Cars 3 (2017)
★★ / ★★★★
Despite being as pavonine and pristine as ever, “Cars 3” is yet another disappointment in the painfully mediocre series because it is a product of a confused screenplay. This time, the story is about obsolescence and how one chooses to react in the face of such inevitability. Keep in mind that the target audience is between four to nine-year-olds, but I am not convinced that a typical child within this age bracket would care about the heart of the picture. What it is, then, arguably, is a pessimistic film, certainly not anywhere within the vicinity of Pixar greats, since it goes by the assumption that children would eat up what’s projected onto the screen just because the images are colorful and full of energy.
While the story of becoming obsolete and the thoughts and emotions that come with it may appeal to adults, writers Kiel Murray, Bob Peterson, and Mike Rich fail to walk the tightrope between fun and mature content with elegance and grace. Putting harmless and silly jokes right next to a rather serious subject worthy of contemplation simply does not work here. As a result, the drama is convincing, rushed in parts, and lacking focus in areas meant to get to us emotionally. Notice the number of quick flashbacks, a common strategy in pedestrian films, designed to plug in the holes of its emotional core. Aside from confusion when thinking about the filmmakers’ goals, I felt next to nothing toward the material other than occasional amusement.

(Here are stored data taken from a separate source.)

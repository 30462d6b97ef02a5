use crate::registry::Registry;
use crate::{HmdError, Result};
use crossbeam_channel::{Receiver, Sender};
use hidapi::{DeviceInfo, HidApi};
use std::sync::atomic::{AtomicBool, Ordering};
use std::sync::Arc;
use std::time::Duration;

#[derive(Debug, Clone, Copy, PartialEq, Eq)]
pub enum HotplugAction {
    Add,
    Remove,
}

/// A device node appearing or going away.
#[derive(Debug, Clone, PartialEq, Eq)]
pub struct HotplugEvent {
    pub action: HotplugAction,
    pub devnode: String,
    pub subsystem: String,
    pub vendor_id: u16,
    pub product_id: u16,
    pub interface: i32,
    pub serial: Option<String>,
}

impl HotplugEvent {
    fn from_hid(info: &DeviceInfo) -> Self {
        Self {
            action: HotplugAction::Add,
            devnode: info.path().to_string_lossy().into_owned(),
            subsystem: "hidraw".to_string(),
            vendor_id: info.vendor_id(),
            product_id: info.product_id(),
            interface: info.interface_number(),
            serial: info
                .serial_number()
                .filter(|s| !s.is_empty())
                .map(str::to_string),
        }
    }

    /// The same device with a different action.
    pub fn with_action(&self, action: HotplugAction) -> Self {
        Self {
            action,
            ..self.clone()
        }
    }
}

/// Synthetic add events for every hidraw node currently present.
pub fn enumerate_hidraw() -> Result<Vec<HotplugEvent>> {
    let api = HidApi::new()?;
    let mut events: Vec<HotplugEvent> = api.device_list().map(HotplugEvent::from_hid).collect();
    events.sort_by(|a, b| a.devnode.cmp(&b.devnode));
    events.dedup_by(|a, b| a.devnode == b.devnode);
    Ok(events)
}

/// Events turning the `previous` device set into `current`.
pub fn diff(previous: &[HotplugEvent], current: &[HotplugEvent]) -> Vec<HotplugEvent> {
    let removed = previous
        .iter()
        .filter(|p| !current.iter().any(|c| c.devnode == p.devnode))
        .map(|p| p.with_action(HotplugAction::Remove));
    let added = current
        .iter()
        .filter(|c| !previous.iter().any(|p| p.devnode == c.devnode))
        .map(|c| c.with_action(HotplugAction::Add));
    removed.chain(added).collect()
}

/// Background thread that re-enumerates hidraw devices and reports changes.
pub struct HotplugMonitor {
    receiver: Receiver<HotplugEvent>,
    stop_flag: Arc<AtomicBool>,
    thread: Option<std::thread::JoinHandle<()>>,
}

impl HotplugMonitor {
    /// Start polling. Devices already present are reported as added first.
    pub fn start(interval: Duration) -> Result<HotplugMonitor> {
        let (sender, receiver) = crossbeam_channel::bounded(64);
        let stop_flag = Arc::new(AtomicBool::new(false));
        let stop_clone = stop_flag.clone();

        let thread = std::thread::Builder::new()
            .name("hmdtrack-hotplug".into())
            .spawn(move || monitor_loop(interval, sender, stop_clone))
            .map_err(|e| HmdError::Transport(format!("Failed to spawn hotplug thread: {}", e)))?;

        Ok(HotplugMonitor {
            receiver,
            stop_flag,
            thread: Some(thread),
        })
    }

    pub fn events(&self) -> &Receiver<HotplugEvent> {
        &self.receiver
    }

    pub fn stop(mut self) {
        self.shutdown();
    }

    fn shutdown(&mut self) {
        self.stop_flag.store(true, Ordering::Relaxed);
        if let Some(thread) = self.thread.take() {
            let _ = thread.join();
        }
    }
}

impl Drop for HotplugMonitor {
    fn drop(&mut self) {
        self.shutdown();
    }
}

fn monitor_loop(interval: Duration, sender: Sender<HotplugEvent>, stop_flag: Arc<AtomicBool>) {
    let mut present = Vec::new();
    let tick = Duration::from_millis(100).min(interval);

    while !stop_flag.load(Ordering::Relaxed) {
        match enumerate_hidraw() {
            Ok(current) => {
                for event in diff(&present, &current) {
                    if sender.send(event).is_err() {
                        log::info!("Hotplug channel disconnected, stopping monitor");
                        return;
                    }
                }
                present = current;
            }
            Err(e) => log::warn!("Enumeration failed: {}", e),
        }

        let mut waited = Duration::ZERO;
        while waited < interval && !stop_flag.load(Ordering::Relaxed) {
            std::thread::sleep(tick);
            waited += tick;
        }
    }
}

/// Dispatch hotplug events to the registry until `shutdown` fires, then stop
/// every device.
pub fn run_control_loop(
    registry: &mut Registry,
    events: &Receiver<HotplugEvent>,
    shutdown: &Receiver<()>,
) {
    loop {
        crossbeam_channel::select! {
            recv(events) -> event => match event {
                Ok(event) => registry.handle_event(&event),
                Err(_) => {
                    log::debug!("Hotplug source closed");
                    let _ = shutdown.recv();
                    break;
                }
            },
            recv(shutdown) -> _ => break,
        }
    }

    registry.shutdown();
}
//! Factory calibration readback.
//!
//! The position and pattern tables are read through a device-side cursor:
//! every read of the report returns the next entry, and after the last
//! entry the cursor wraps to the first one again. The first report tells
//! how many entries there are, so each table is read exactly `num` times.

use crate::hid::{get_feature_report, Transport};
use crate::protocol::{
    decode_led_pattern, unpack_direction, unpack_position, LED_PATTERN_LENGTH, MAX_LEDS,
    MAX_POSITIONS,
};
use crate::reports::{LedPatternReport, PositionReport};
use crate::types::{ImuCalibrationPosition, Led, LedModel, Vec3};
use crate::{HmdError, Result};
use std::collections::BTreeMap;

/// LED geometry and IMU origin as read from the position table.
#[derive(Debug, Clone, PartialEq)]
pub struct PositionTable {
    /// LED positions and directions, indexed like the device table.
    pub leds: Vec<Led>,
    pub imu: ImuCalibrationPosition,
    /// Number of visible LEDs: one table slot holds the IMU.
    pub led_count: usize,
}

fn unpack_vec3_position(raw: [i32; 3]) -> Vec3 {
    raw.map(unpack_position)
}

fn unpack_vec3_direction(raw: [i16; 3]) -> Vec3 {
    raw.map(unpack_direction)
}

/// Read the factory calibrated LED and IMU positions.
pub fn load_positions(transport: &dyn Transport) -> Result<PositionTable> {
    let mut report: PositionReport = get_feature_report(transport)?;

    let num = report.num;
    if num as usize > MAX_POSITIONS {
        return Err(HmdError::TooManyEntries {
            num,
            max: MAX_POSITIONS,
        });
    }

    let mut leds = vec![Led::default(); num as usize];
    let mut imu = ImuCalibrationPosition::default();

    for i in 0..num {
        if i > 0 {
            report = get_feature_report(transport)?;
        }
        if report.index >= num {
            return Err(HmdError::IndexOutOfRange {
                index: report.index,
                num,
            });
        }

        let position = unpack_vec3_position(report.pos);
        match report.kind {
            PositionReport::KIND_LED => {
                let led = &mut leds[report.index as usize];
                led.position = position;
                led.direction = unpack_vec3_direction(report.dir);
            }
            PositionReport::KIND_IMU => imu.position = position,
            other => log::debug!(
                "Ignoring position entry {} of unknown type {}",
                report.index,
                other
            ),
        }
    }

    let led_count = (num as usize).saturating_sub(1);
    leds.truncate(led_count);

    Ok(PositionTable {
        leds,
        imu,
        led_count,
    })
}

/// Read the blink pattern table, keyed by LED index.
pub fn load_led_patterns(transport: &dyn Transport) -> Result<BTreeMap<u16, u16>> {
    let mut report: LedPatternReport = get_feature_report(transport)?;

    let num = report.num;
    if num as usize > MAX_LEDS {
        return Err(HmdError::TooManyEntries { num, max: MAX_LEDS });
    }

    let mut patterns = BTreeMap::new();
    for i in 0..num {
        if i > 0 {
            report = get_feature_report(transport)?;
        }
        if report.index >= num {
            return Err(HmdError::IndexOutOfRange {
                index: report.index,
                num,
            });
        }
        if report.pattern_length != LED_PATTERN_LENGTH {
            log::warn!("Unexpected LED pattern length: {}", report.pattern_length);
            return Err(HmdError::PatternLength(report.pattern_length));
        }

        let pattern = decode_led_pattern(report.pattern).inspect_err(|_| {
            log::warn!("Unexpected LED pattern: 0x{:x}", report.pattern);
        })?;
        patterns.insert(report.index, pattern);
    }

    Ok(patterns)
}

/// Read positions and patterns and combine them into the LED model.
pub fn load_led_model(transport: &dyn Transport) -> Result<(LedModel, ImuCalibrationPosition)> {
    let table = load_positions(transport).inspect_err(|e| {
        log::warn!("Error reading factory calibrated positions: {}", e);
    })?;
    let patterns = load_led_patterns(transport).inspect_err(|e| {
        log::warn!("Error reading IR LED blinking patterns: {}", e);
    })?;

    let mut leds = table.leds;
    for (index, led) in leds.iter_mut().enumerate() {
        if let Some(&pattern) = patterns.get(&(index as u16)) {
            led.pattern = pattern;
        }
    }

    if table.led_count != MAX_LEDS {
        log::info!("Device reports {} IR LEDs", table.led_count);
    }

    Ok((LedModel::new(leds), table.imu))
}

#[cfg(test)]
mod tests {
    use super::*;
    use crate::reports::FeatureReport;
    use crate::testing::MockTransport;

    fn led_entry(index: u16, num: u16) -> Vec<u8> {
        PositionReport {
            pos: [index as i32 * 1000, -20_000, 70_000],
            dir: [0, 0, 1000],
            index,
            num,
            kind: PositionReport::KIND_LED,
            ..Default::default()
        }
        .to_bytes()
    }

    fn imu_entry(index: u16, num: u16) -> Vec<u8> {
        PositionReport {
            pos: [-4_000, 5_000, 6_000],
            index,
            num,
            kind: PositionReport::KIND_IMU,
            ..Default::default()
        }
        .to_bytes()
    }

    fn pattern_entry(index: u16, num: u16, pattern: u32) -> Vec<u8> {
        LedPatternReport {
            pattern_length: 10,
            pattern,
            index,
            num,
            ..Default::default()
        }
        .to_bytes()
    }

    fn script_positions(mock: &MockTransport, num: u16) {
        for i in 0..num - 1 {
            mock.push_feature(led_entry(i, num));
        }
        mock.push_feature(imu_entry(num - 1, num));
        // What the device would return after wrapping around.
        mock.push_feature(led_entry(0, num));
    }

    #[test]
    fn test_load_positions_reads_exactly_num() {
        let mock = MockTransport::new();
        script_positions(&mock, 5);

        let table = load_positions(&mock).unwrap();
        assert_eq!(mock.feature_requests().len(), 5);
        assert_eq!(table.led_count, 4);
        assert_eq!(table.leds.len(), 4);
        assert!((table.leds[3].position[0] - 0.003).abs() < 1e-12);
        assert!((table.leds[0].direction[2] - 0.001).abs() < 1e-12);
        assert!((table.imu.position[0] + 0.004).abs() < 1e-12);
        assert!((table.imu.position[2] - 0.006).abs() < 1e-12);
    }

    #[test]
    fn test_load_positions_index_out_of_range() {
        let mock = MockTransport::new();
        mock.push_feature(led_entry(0, 3));
        mock.push_feature(led_entry(3, 3));
        mock.push_feature(imu_entry(2, 3));

        let err = load_positions(&mock).unwrap_err();
        assert!(matches!(err, HmdError::IndexOutOfRange { index: 3, num: 3 }));
        assert_eq!(mock.feature_requests().len(), 2);
    }

    #[test]
    fn test_load_positions_too_many() {
        let mock = MockTransport::new();
        mock.push_feature(led_entry(0, 42));

        let err = load_positions(&mock).unwrap_err();
        assert!(matches!(err, HmdError::TooManyEntries { num: 42, max: 41 }));
    }

    #[test]
    fn test_load_positions_full_table() {
        let mock = MockTransport::new();
        script_positions(&mock, 41);

        let table = load_positions(&mock).unwrap();
        assert_eq!(table.led_count, 40);
        assert_eq!(mock.feature_requests().len(), 41);
    }

    #[test]
    fn test_load_positions_short_report() {
        let mock = MockTransport::new();
        let mut buf = led_entry(0, 3);
        buf.truncate(20);
        mock.push_feature(buf);

        assert!(matches!(
            load_positions(&mock),
            Err(HmdError::ReportSize { expected: 30, got: 20, .. })
        ));
    }

    #[test]
    fn test_load_led_patterns() {
        let mock = MockTransport::new();
        mock.push_feature(pattern_entry(1, 3, 0xfffff));
        mock.push_feature(pattern_entry(2, 3, 0x55557));
        mock.push_feature(pattern_entry(0, 3, 0x55555));

        let patterns = load_led_patterns(&mock).unwrap();
        assert_eq!(mock.feature_requests().len(), 3);
        assert_eq!(patterns.get(&0), Some(&0x000));
        assert_eq!(patterns.get(&1), Some(&0x3ff));
        assert_eq!(patterns.get(&2), Some(&0x001));
    }

    #[test]
    fn test_load_led_patterns_rejects_length() {
        let mock = MockTransport::new();
        let mut buf = pattern_entry(0, 2, 0x55555);
        buf[3] = 9;
        mock.push_feature(buf);

        assert!(matches!(
            load_led_patterns(&mock),
            Err(HmdError::PatternLength(9))
        ));
    }

    #[test]
    fn test_load_led_patterns_rejects_symbol() {
        let mock = MockTransport::new();
        mock.push_feature(pattern_entry(0, 2, 0x55555));
        mock.push_feature(pattern_entry(1, 2, 0x55554));

        assert!(matches!(
            load_led_patterns(&mock),
            Err(HmdError::InvalidPattern(0x55554))
        ));
    }

    #[test]
    fn test_load_led_model_combines_tables() {
        let mock = MockTransport::new();
        script_positions(&mock, 3);
        mock.push_feature(pattern_entry(0, 2, 0xfffff));
        mock.push_feature(pattern_entry(1, 2, 0x55557));

        let (model, imu) = load_led_model(&mock).unwrap();
        assert_eq!(model.len(), 2);
        assert_eq!(model.get(0).unwrap().pattern, 0x3ff);
        assert_eq!(model.get(1).unwrap().pattern, 0x001);
        assert!((model.get(1).unwrap().position[0] - 0.001).abs() < 1e-12);
        assert!((imu.position[1] - 0.005).abs() < 1e-12);
    }
}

Voice acting behind each character are well done across the board. Owen Wilson, as usual, is convincing as racing legend Lightning McQueen with enthusiasm to spare on and off the tracks. A standout is Cristela Alonzo as Cruz Ramirez, a trainer who had dreams of getting on a racetrack when she was younger. The character is interesting for two reasons: it touches upon a woman’s place in a male-dominated arena and she is meant to function as a conduit for audiences who put their dreams on hold due to self-doubt.
Had the structure of film been more elliptical, unexpected, and dared to resolve McQueen’s boring issues in order to focus solely on Ramirez, it would have been a highly relatable film because just about everybody can relate to being put in an environment and feeling uncomfortable to the changes one must undergo to adapt to one’s role. Children would relate, whether it be starting in a new school entirely or even a new school year. Adults would relate also, whether it be beginning a new job or receiving a promotion with new responsibilities. The latter half of the film is stronger than the former because the screenplay has turned its attention on the more interesting race car.
Another element that’s lacking is a thoroughly effective villain. This time, it is Jackson Storm (Armie Hammer), one of the many new generation of cars with parts that are much better. Plus, they race on simulations rather than a dirty, old track. The antagonist is wasted completely, reduced to saying one dig after another against “old timers,” specifically McQueen because he refuses to retire and allow new bloods to take over fully, who cannot compete with his superior breed. The character does not have an ounce of complexity and so the task of defeating him is more like an afterthought than a goal.
With so many brilliant films under the Pixar cannon worthy of receiving sequels, one must wonder why the unexceptional “Cars” series keeps producing follow-ups that no one asked for. Directed by Brian Fee, “Cars 3” shows that retiring the franchise is a long time coming. Let go; let’s put it in the junkyard where it belongs and call it a day.